We know that the two young guys from Kamloops brutally murdered in Mexico who had been buying/selling drugs for the Hells Angels each had a signature man purse. We also know that Winnipeg Hells Angels Sean Wolfe also had a signature man purse.

So did CJ. CJ was the guy that got house arrest for trafficking cocaine for the Hells Angels. Now he just runs a stripper group and supplies the boys with strippers. He's on the Dirty.

They all have ties to the Hells Angels and they all carry the signature man purse. Well it appears Larry Amero has now joined the secret club. I've been getting reports that Hells Angel Larry Amero has been spotted around town sporting the same signature man purse. Now don't get me wrong. I have nothing against anyone being gay. I'm just confused by the mixed message.

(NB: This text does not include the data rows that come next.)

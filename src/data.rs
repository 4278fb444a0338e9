use crate::config::AppConfig;
use crate::types::{ClientRecord, ZipCode};
use anyhow::{anyhow, Context, Result};
use csv::{ByteRecord, ReaderBuilder};
use geojson::{FeatureCollection, GeoJson, JsonValue};
use std::fs::File;
use std::io::{BufReader, Read};
use std::path::Path;
use tracing::{info, warn};

pub fn load_client_records(config: &AppConfig) -> Result<Vec<ClientRecord>> {
    let mut records = Vec::new();

    for path in &config.input.client_csvs {
        let file = File::open(path)
            .with_context(|| format!("Failed to open CSV file: {:?}", path))?;
        let loaded = read_client_csv(file, &config.input.zip_column, &config.input.county_column)
            .with_context(|| format!("Failed to read client records from {:?}", path))?;
        info!("Loaded {} client records from {:?}", loaded.len(), path);
        records.extend(loaded);
    }

    info!("Loaded {} client records in total", records.len());
    Ok(records)
}

/// Reads intake rows from a Latin-1 encoded CSV.
///
/// Rows with a blank ZIP or county are dropped. ZIP values that are not
/// integer-like are skipped with a warning.
pub fn read_client_csv<R: Read>(
    reader: R,
    zip_column: &str,
    county_column: &str,
) -> Result<Vec<ClientRecord>> {
    let mut rdr = ReaderBuilder::new().flexible(true).from_reader(reader);
    let headers: Vec<String> = rdr.byte_headers()?.iter().map(|h| decode_latin1(h).trim().to_string()).collect();

    let zip_idx = headers.iter().position(|h| h == zip_column)
        .ok_or_else(|| anyhow!("Column '{}' not found in CSV", zip_column))?;
    let county_idx = headers.iter().position(|h| h == county_column)
        .ok_or_else(|| anyhow!("Column '{}' not found in CSV", county_column))?;

    let mut records = Vec::new();
    let mut skipped = 0usize;
    let mut row = ByteRecord::new();

    while rdr.read_byte_record(&mut row)? {
        let zip_raw = row.get(zip_idx).map(decode_latin1).unwrap_or_default();
        let county = row.get(county_idx).map(decode_latin1).unwrap_or_default();
        let zip_raw = zip_raw.trim();
        let county = county.trim();

        if zip_raw.is_empty() || county.is_empty() {
            continue;
        }

        match parse_zip(zip_raw) {
            Some(zip) => records.push(ClientRecord { zip, county: county.to_string() }),
            None => {
                warn!("Skipping row with unrecognised ZIP code {:?}", zip_raw);
                skipped += 1;
            }
        }
    }

    if skipped > 0 {
        warn!("Skipped {} rows with unrecognised ZIP codes", skipped);
    }

    Ok(records)
}

/// Latin-1 maps every byte to the code point of the same value.
pub fn decode_latin1(bytes: &[u8]) -> String {
    bytes.iter().map(|&b| char::from(b)).collect()
}

/// Coerces an integer-like ZIP value: `21201`, `21201.0` and `21201-1234`.
pub fn parse_zip(raw: &str) -> Option<ZipCode> {
    let raw = raw.trim();
    let head = raw.split('-').next().unwrap_or(raw).trim();
    if head.is_empty() {
        return None;
    }

    if let Ok(zip) = head.parse::<ZipCode>() {
        return Some(zip);
    }

    // Spreadsheet exports sometimes write integer columns as floats.
    zip_from_f64(head.parse().ok()?)
}

/// Coerces a GeoJSON property value to a ZIP code. Strings follow
/// [`parse_zip`]; numbers must be non-negative integers, `21201.0` included.
pub fn zip_from_value(value: &JsonValue) -> Option<ZipCode> {
    match value {
        JsonValue::String(s) => parse_zip(s),
        JsonValue::Number(n) => match n.as_u64() {
            Some(n) => ZipCode::try_from(n).ok(),
            None => zip_from_f64(n.as_f64()?),
        },
        _ => None,
    }
}

fn zip_from_f64(value: f64) -> Option<ZipCode> {
    if value.is_finite() && value >= 0.0 && value.fract() == 0.0 && value <= ZipCode::MAX as f64 {
        Some(value as ZipCode)
    } else {
        None
    }
}

pub fn load_feature_collection(path: &Path) -> Result<FeatureCollection> {
    info!("Loading GeoJSON from {:?}...", path);
    let file = File::open(path)
        .with_context(|| format!("Failed to open GeoJSON file: {:?}", path))?;
    let reader = BufReader::new(file);

    // Parse the GeoJSON. warning: this loads the whole file into memory.
    let geojson = GeoJson::from_reader(reader)
        .with_context(|| format!("Failed to parse GeoJSON: {:?}", path))?;

    match geojson {
        GeoJson::FeatureCollection(fc) => {
            info!("Loaded {} features from {:?}", fc.features.len(), path);
            Ok(fc)
        }
        _ => Err(anyhow!("GeoJSON must be a FeatureCollection: {:?}", path)),
    }
}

After all the Hells Angels are raging homo phobics. So we are lead to believe. They bend over backwards to try an look tough to scare and intimidate people. So what's with the signature man purse? Isn't that just a sign of someone who is conflicted? I suppose you can't fit your weed and a handgun in your wallet like you can a signature man purse but it does strike me as somewhat odd. Maybe I'm just old.

Seemingly Bobby Gill got in a fight with a guy after a restaurant patron had made a crack about Gill's man-purse, or "murse." I guess it's a sensitive subject.

It's just that Larry Amero doesn't strike me as the criminal mastermind many portray him to be. He seems really young. He seems more like a poster boy the Hells Angels patched over to help with their saggy a*s image.

Yet he too was with Weird Hal and Shane Bunting in that promo picture for Revolution. And he was seen in that support picture with Randy Naicker from the Independent Soldiers who met with the Bacon brothers at Castle fun park. Maybe he's in over his head.


  1. Laryy is 33, not 23. Plenty old to be up to no good.

  2. Interesting. He looks so young though. Maybe it’s just the purse.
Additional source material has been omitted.